Taking the material as a whole, state how many of its lines contain "AttemptLedger". Write the number and nothing more.
***** Input data
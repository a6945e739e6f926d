// src/engine/eligibility.rs

use std::sync::Arc;

use chrono::{DateTime, Utc};
use serde::{Deserialize, Serialize};
use uuid::Uuid;

use crate::engine::lifecycle::SessionLifecycle;
use crate::engine::settings;
use crate::engine::store::{AssessmentStore, AttemptLedger, SessionStore};
use crate::engine::timing::{self, TimeLeft, WindowCheck};
use crate::engine::EngineError;

/// Machine-readable explanations for a negative verdict.
#[derive(Debug, Clone, Copy, PartialEq, Eq, Serialize, Deserialize)]
#[serde(rename_all = "snake_case")]
pub enum Reason {
    NotFound,
    BeforeStart,
    AfterEnd,
    AttemptsExhausted,
    ResumeCountExceeded,
    ActiveSessionExists,
}

#[derive(Debug, Clone, Serialize)]
pub struct AttemptCounters {
    pub used: i64,
    pub allowed: i64,
}

#[derive(Debug, Clone, Serialize)]
pub struct ResumeCounters {
    pub used: i64,
    pub allowed: i64,
}

#[derive(Debug, Clone, Serialize)]
pub struct WindowInfo {
    pub start_at: Option<DateTime<Utc>>,
    pub end_at: Option<DateTime<Utc>>,
    pub now: DateTime<Utc>,
}

/// The verdict. `reasons` is populated only when not eligible.
/// `remaining_seconds` is None when no countdown applies (no active
/// session, or an untimed assessment) and never 0.
#[derive(Debug, Clone, Serialize)]
pub struct EligibilityResult {
    pub eligible: bool,
    pub can_start: bool,
    pub can_resume: bool,
    pub reasons: Vec<Reason>,
    pub attempts: AttemptCounters,
    pub resume: ResumeCounters,
    pub window: WindowInfo,
    pub duration_minutes: Option<i64>,
    pub session_id: Option<Uuid>,
    pub remaining_seconds: Option<i64>,
}

impl EligibilityResult {
    /// Well-formed "not eligible" body for an unknown assessment, with all
    /// counters zeroed.
    fn not_found(now: DateTime<Utc>) -> Self {
        Self {
            eligible: false,
            can_start: false,
            can_resume: false,
            reasons: vec![Reason::NotFound],
            attempts: AttemptCounters { used: 0, allowed: 0 },
            resume: ResumeCounters { used: 0, allowed: 0 },
            window: WindowInfo {
                start_at: None,
                end_at: None,
                now,
            },
            duration_minutes: None,
            session_id: None,
            remaining_seconds: None,
        }
    }

    pub fn is_not_found(&self) -> bool {
        self.reasons.contains(&Reason::NotFound)
    }
}

/// Combines settings resolution, the attempt ledger and the session store
/// into a verdict. Read-only except for lazy expiry, which it delegates to
/// the lifecycle so session mutation stays in one place.
pub struct EligibilityEvaluator {
    assessments: Arc<dyn AssessmentStore>,
    sessions: Arc<dyn SessionStore>,
    ledger: Arc<dyn AttemptLedger>,
    lifecycle: Arc<SessionLifecycle>,
}

impl EligibilityEvaluator {
    pub fn new(
        assessments: Arc<dyn AssessmentStore>,
        sessions: Arc<dyn SessionStore>,
        ledger: Arc<dyn AttemptLedger>,
        lifecycle: Arc<SessionLifecycle>,
    ) -> Self {
        Self {
            assessments,
            sessions,
            ledger,
            lifecycle,
        }
    }

    pub async fn evaluate(
        &self,
        assessment_id: i64,
        user_id: i64,
        now: DateTime<Utc>,
    ) -> Result<EligibilityResult, EngineError> {
        let Some(assessment) = self.assessments.find_assessment(assessment_id).await? else {
            return Ok(EligibilityResult::not_found(now));
        };
        let override_row = self
            .assessments
            .find_override(assessment_id, user_id)
            .await?;
        let settings = settings::resolve(&assessment, override_row.as_ref());

        let mut attempts_used = self.ledger.count_attempts(assessment_id, user_id).await;

        let mut active = self.sessions.find_active(assessment_id, user_id).await?;
        let mut time_left = TimeLeft::Unbounded;
        if let Some(session) = &active {
            let left = timing::time_left(
                now,
                session.started_at,
                settings.duration_minutes,
                settings.end_at,
            );
            if left.is_expired() {
                // Lazy expiry: finalize the stale session as a side effect
                // of evaluation and treat it as absent from here on. The
                // auto-submit consumed an attempt.
                self.lifecycle.finalize_expired(session, now).await?;
                attempts_used += 1;
                active = None;
            } else {
                time_left = left;
            }
        }

        let window = timing::check_window(now, settings.start_at, settings.end_at);
        let window_ok = matches!(window, WindowCheck::Open);
        let attempts_ok = attempts_used < settings.allowed_attempts;
        let can_start = window_ok && attempts_ok && active.is_none();

        let mut can_resume = false;
        let mut resume_exceeded = false;
        let mut resume_used = 0;
        let mut remaining_seconds = None;
        if let Some(session) = &active {
            resume_used = session.resume_count;
            resume_exceeded = session.resume_count + 1 > settings.resume_limit;
            remaining_seconds = time_left.remaining_seconds();
            can_resume = window_ok && !time_left.is_expired() && !resume_exceeded;
        }

        let eligible = can_start || can_resume;
        let mut reasons = Vec::new();
        if !eligible {
            match window {
                WindowCheck::NotYetOpen(_) => reasons.push(Reason::BeforeStart),
                WindowCheck::Closed(_) => reasons.push(Reason::AfterEnd),
                WindowCheck::Open => {}
            }
            if !attempts_ok {
                reasons.push(Reason::AttemptsExhausted);
            }
            if active.is_some() && resume_exceeded {
                reasons.push(Reason::ResumeCountExceeded);
            }
            // Catch-all, checked last: an active session blocks a start and
            // no more specific reason explained it.
            if active.is_some() && reasons.is_empty() {
                reasons.push(Reason::ActiveSessionExists);
            }
        }

        Ok(EligibilityResult {
            eligible,
            can_start,
            can_resume,
            reasons,
            attempts: AttemptCounters {
                used: attempts_used,
                allowed: settings.allowed_attempts,
            },
            resume: ResumeCounters {
                used: resume_used,
                allowed: settings.resume_limit,
            },
            window: WindowInfo {
                start_at: settings.start_at,
                end_at: settings.end_at,
                now,
            },
            duration_minutes: settings.duration_minutes,
            session_id: active.as_ref().map(|s| s.id),
            remaining_seconds,
        })
    }
}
**********
__Task answer__
3